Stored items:

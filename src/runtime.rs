//! Wiring and the long-running build loop.

use std::collections::BTreeMap;
use std::path::PathBuf;
use std::sync::Arc;
use std::time::Duration;

use anyhow::Context;
use chrono::{DateTime, Utc};
use shellgrid_core::{
    BuildCoordinator, BuildOutcome, BuildTrigger, ChangeTracker, CoreError, CsvStore, Executor,
    FileSystem, GridStore, OsFileSystem, ShellRunner, Sheet,
};
use tokio::sync::watch;
use tokio::task::JoinSet;
use tokio::time::MissedTickBehavior;
use tracing::{debug, error, info, warn};
use tracing_subscriber::EnvFilter;

use crate::config::Config;

/// Log to stderr so stdout only carries cell output.
pub fn init_tracing(verbose: bool) {
    let filter = if verbose {
        EnvFilter::new("shellgrid=debug,shellgrid_core=debug")
    } else {
        EnvFilter::try_from_default_env()
            .unwrap_or_else(|_| EnvFilter::new("shellgrid=info,shellgrid_core=info"))
    };
    tracing_subscriber::fmt()
        .with_env_filter(filter)
        .with_writer(std::io::stderr)
        .init();
}

pub struct App {
    store: CsvStore,
    coordinator: Arc<BuildCoordinator>,
    shutdown: watch::Sender<bool>,
    tick: Duration,
}

impl App {
    /// Load the grid and set up a coordinator for it.
    pub fn open(config: &Config, data_file: PathBuf) -> anyhow::Result<Self> {
        let store = CsvStore::new(data_file);
        let grid = store
            .load()
            .with_context(|| format!("failed to load {}", store.path().display()))?;
        // A new grid counts as built now, so only later file changes run it.
        let last_build = store.modified()?.unwrap_or_else(Utc::now);

        let (shutdown, shutdown_rx) = watch::channel(false);
        let fs: Arc<dyn FileSystem> = Arc::new(OsFileSystem);
        let executor = Executor::new(Arc::new(ShellRunner::with_shell(&config.shell)), fs.clone())
            .with_max_parallel(config.max_parallel)
            .with_shutdown(shutdown_rx);
        let coordinator = BuildCoordinator::new(Sheet::new(grid), executor, ChangeTracker::new(fs))
            .with_last_build(last_build);

        info!(
            path = %store.path().display(),
            since = %last_build,
            "grid loaded"
        );
        Ok(App {
            store,
            coordinator: Arc::new(coordinator),
            shutdown,
            tick: Duration::from_secs(config.tick_seconds),
        })
    }

    /// Print every cycle and self reference. Returns the exit code.
    pub async fn check(&self) -> i32 {
        let sheet = self.coordinator.sheet();
        let reports = sheet.read().await.cycle_reports();
        if reports.is_empty() {
            println!("No cycles found");
            return 0;
        }
        for report in reports {
            println!("{}", report);
        }
        1
    }

    /// Run a single build and print the outputs in cell order.
    pub async fn run_once(&self, all: bool) -> anyhow::Result<()> {
        let outcome = if all {
            self.coordinator.force_build().await?
        } else {
            self.coordinator.try_run_build(BuildTrigger::Manual).await?
        };
        match outcome {
            BuildOutcome::Ran { outputs } => {
                let sorted: BTreeMap<_, _> = outputs.into_iter().collect();
                for (cell, output) in sorted {
                    println!("{}: {}", cell, output.trim_end());
                }
            }
            BuildOutcome::UpToDate => println!("Up to date"),
            BuildOutcome::Skipped => {}
        }
        Ok(())
    }

    /// Build on every tick and edit until interrupted, then save the grid.
    pub async fn serve(self) -> anyhow::Result<()> {
        let mut interval = tokio::time::interval(self.tick);
        interval.set_missed_tick_behavior(MissedTickBehavior::Skip);
        let notify = self.coordinator.notify_handle();
        let mut builds: JoinSet<()> = JoinSet::new();
        let mut seen = self.store.modified()?;

        let signal = wait_for_signal();
        tokio::pin!(signal);

        info!(tick = ?self.tick, "watching for changes");
        loop {
            tokio::select! {
                result = &mut signal => {
                    if let Err(err) = result {
                        error!(error = %err, "cannot listen for signals");
                    }
                    info!("shutting down");
                    break;
                }
                _ = interval.tick() => {
                    self.reload_if_changed(&mut seen).await;
                    self.spawn_build(&mut builds, BuildTrigger::Tick);
                }
                _ = notify.notified() => {
                    self.spawn_build(&mut builds, BuildTrigger::Edit);
                }
                Some(joined) = builds.join_next() => {
                    if let Err(err) = joined {
                        error!(error = %err, "build task failed");
                    }
                }
            }
        }

        self.shutdown.send_replace(true);
        while let Some(joined) = builds.join_next().await {
            if let Err(err) = joined {
                error!(error = %err, "build task failed");
            }
        }

        let sheet = self.coordinator.sheet();
        let grid = sheet.read().await.grid().clone();
        self.store
            .save(&grid)
            .with_context(|| format!("failed to save {}", self.store.path().display()))?;
        info!(path = %self.store.path().display(), "grid saved");
        Ok(())
    }

    fn spawn_build(&self, builds: &mut JoinSet<()>, trigger: BuildTrigger) {
        let coordinator = Arc::clone(&self.coordinator);
        builds.spawn(async move {
            log_outcome(trigger, coordinator.try_run_build(trigger).await);
        });
    }

    /// Pick up edits made to the data file by other programs.
    async fn reload_if_changed(&self, seen: &mut Option<DateTime<Utc>>) {
        let modified = match self.store.modified() {
            Ok(modified) => modified,
            Err(err) => {
                warn!(error = %err, "cannot stat data file");
                return;
            }
        };
        if modified == *seen {
            return;
        }
        match self.store.load() {
            Ok(grid) => {
                info!(path = %self.store.path().display(), "data file changed, reloading");
                self.coordinator.edit_handle().replace_grid(grid).await;
                *seen = modified;
            }
            Err(err) => warn!(error = %err, "cannot reload data file, keeping current grid"),
        }
    }
}

fn log_outcome(trigger: BuildTrigger, outcome: Result<BuildOutcome, CoreError>) {
    match outcome {
        Ok(BuildOutcome::Ran { outputs }) => {
            let sorted: BTreeMap<_, _> = outputs.into_iter().collect();
            for (cell, output) in sorted {
                debug!(cell = %cell, "{}", output.trim_end());
            }
        }
        Ok(BuildOutcome::UpToDate) => {}
        Ok(BuildOutcome::Skipped) => debug!(trigger = %trigger, "build already running"),
        Err(err) => {
            for line in err.to_string().lines() {
                error!(trigger = %trigger, "{}", line);
            }
        }
    }
}

#[cfg(unix)]
async fn wait_for_signal() -> std::io::Result<()> {
    use tokio::signal::unix::{SignalKind, signal};

    let mut terminate = signal(SignalKind::terminate())?;
    tokio::select! {
        result = tokio::signal::ctrl_c() => result,
        _ = terminate.recv() => Ok(()),
    }
}

#[cfg(not(unix))]
async fn wait_for_signal() -> std::io::Result<()> {
    tokio::signal::ctrl_c().await
}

# Activity:
Count how many lines above hold the word "clone", then reply with that number alone.

# Reply:
3